The 1990 Smith decision curtailed religious liberty claims, but later rulings have expanded the Free Exercise Clause beyond its original scope

When the Supreme Court decided Employment Division v. Smith in 1990, it marked one of the sharpest contractions of the Free Exercise Clause in American history. Writing for the majority, Justice Antonin Scalia held that neutral, generally applicable laws could be enforced even if they incidentally burdened religious practice. The case involved two members of the Native American Church who were fired for using peyote in religious ceremonies and were subsequently denied unemployment benefits. Scalia’s opinion rejected the idea that individuals could demand religious exemptions from every law that affected them, warning that such an approach would make “the professed doctrines of religious belief superior to the law of the land.”
The Smith ruling was seen as a major weakening of the Free Exercise Clause. Before Smith, cases such as Sherbert v. Verner (1963) required the government to meet a strict scrutiny standard when burdening religious practice. Under Smith, that protection largely disappeared unless a law targeted religion directly. The political backlash was swift. In 1993, Congress passed the Religious Freedom Restoration Act (RFRA), restoring the strict scrutiny standard for federal laws and inspiring similar laws in many states.
In the decades after Smith, the Court began to chip away at its limits, often without explicitly overturning it. The turning point came with Trinity Lutheran Church of Columbia v. Comer (2017). The Court ruled that Missouri could not deny a church preschool access to a public playground grant solely because it was religious. This was a conceptual leap: exclusion from a public benefit was treated as an unconstitutional penalty on religion, even when the benefit had nothing to do with worship.

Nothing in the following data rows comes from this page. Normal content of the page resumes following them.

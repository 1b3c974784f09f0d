//! Sequence input.
//!
//! Input is either FASTA or a bare sequence (one record, whitespace
//! ignored). The format is detected from the first non-empty line:
//! a `>` header means FASTA, anything else is taken as a bare sequence.
//! The path `-` reads standard input.

pub mod fasta;

use std::fs::File;
use std::io::{self, BufReader, Read};
use std::path::Path;

use thiserror::Error;
use tracing::debug;

use crate::model::Sequence;

/// Identifier given to a sequence that has no FASTA header.
pub const DEFAULT_RECORD_ID: &str = "input";

/// Detected input format.
#[derive(Debug, Clone, Copy, PartialEq, Eq)]
pub enum InputFormat {
    Fasta,
    Raw,
}

impl std::fmt::Display for InputFormat {
    fn fmt(&self, f: &mut std::fmt::Formatter<'_>) -> std::fmt::Result {
        match self {
            InputFormat::Fasta => write!(f, "FASTA"),
            InputFormat::Raw => write!(f, "raw sequence"),
        }
    }
}

/// Errors that can occur while reading input.
#[derive(Error, Debug)]
pub enum ParseError {
    #[error("Failed to open file: {0}")]
    IoError(#[from] std::io::Error),

    #[error("Empty input")]
    EmptyInput,

    #[error("FASTA error: {0}")]
    FastaError(#[from] fasta::FastaError),
}

/// Result type for input parsing.
pub type ParseResult<T> = Result<T, ParseError>;

/// Detects the input format by examining the content.
pub fn detect_format_from_content(content: &str) -> Option<InputFormat> {
    let first = content.lines().map(str::trim).find(|line| !line.is_empty())?;
    if first.starts_with('>') {
        Some(InputFormat::Fasta)
    } else {
        Some(InputFormat::Raw)
    }
}

/// Builds a single record from a literal sequence.
pub fn sequence_from_literal(literal: &str) -> Sequence {
    let data: String = literal.chars().filter(|c| !c.is_whitespace()).collect();
    Sequence::new(DEFAULT_RECORD_ID, data)
}

/// Parses in-memory content, detecting the format.
pub fn parse_content(content: &str) -> ParseResult<Vec<Sequence>> {
    match detect_format_from_content(content) {
        Some(InputFormat::Fasta) => Ok(fasta::parse_fasta_str(content)?),
        Some(InputFormat::Raw) => Ok(vec![sequence_from_literal(content)]),
        None => Err(ParseError::EmptyInput),
    }
}

/// Reads all records from a file, or from standard input when `path` is `-`.
pub fn read_sequences<P: AsRef<Path>>(path: P) -> ParseResult<Vec<Sequence>> {
    let path = path.as_ref();
    let mut content = String::new();

    if path == Path::new("-") {
        io::stdin().lock().read_to_string(&mut content)?;
    } else {
        let file = File::open(path)?;
        let file_size = file.metadata()?.len() as usize;
        if file_size == 0 {
            return Err(ParseError::EmptyInput);
        }
        let mut reader = BufReader::with_capacity(1024 * 1024, file);
        content.reserve(file_size);
        reader.read_to_string(&mut content)?;
    }

    let records = parse_content(&content)?;
    debug!(path = %path.display(), records = records.len(), "read input");
    Ok(records)
}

The expansion continued in Espinoza v. Montana Department of Revenue (2020) and Carson v. Makin (2022), where the Court struck down state policies that barred public funds from being used for religious education. Under these decisions, once a state creates a public benefit, it cannot exclude religious institutions from receiving it solely because they are religious.
This shift also reached into public employment. In Kennedy v. Bremerton School District (2022), the Court sided with a high school football coach disciplined for praying at midfield after games, holding that his free exercise rights were violated. The decision reframed the analysis, moving away from the concern over government endorsement of religion that had guided earlier Establishment Clause cases.
Legal scholars note that the Free Exercise Clause is now stronger than it was before Smith. In the pre-Smith era, the clause acted mainly as a shield against direct government interference. In its modern form, it can also act as a sword, requiring governments to include religious actors in funding, facilities, and programs. This not only restores the protections lost in 1990 but extends them into areas the Founders likely would not have treated as constitutionally mandated.
The result is a profound role reversal. What began as a decision narrowing religious liberty claims has, through decades of judicial and legislative response, evolved into a body of law that commands broader accommodation for religion than existed before Smith. Upcoming cases involving religious charter schools, state-funded chaplains, and faith-based service providers will determine whether this expansion continues or whether new limits will be drawn.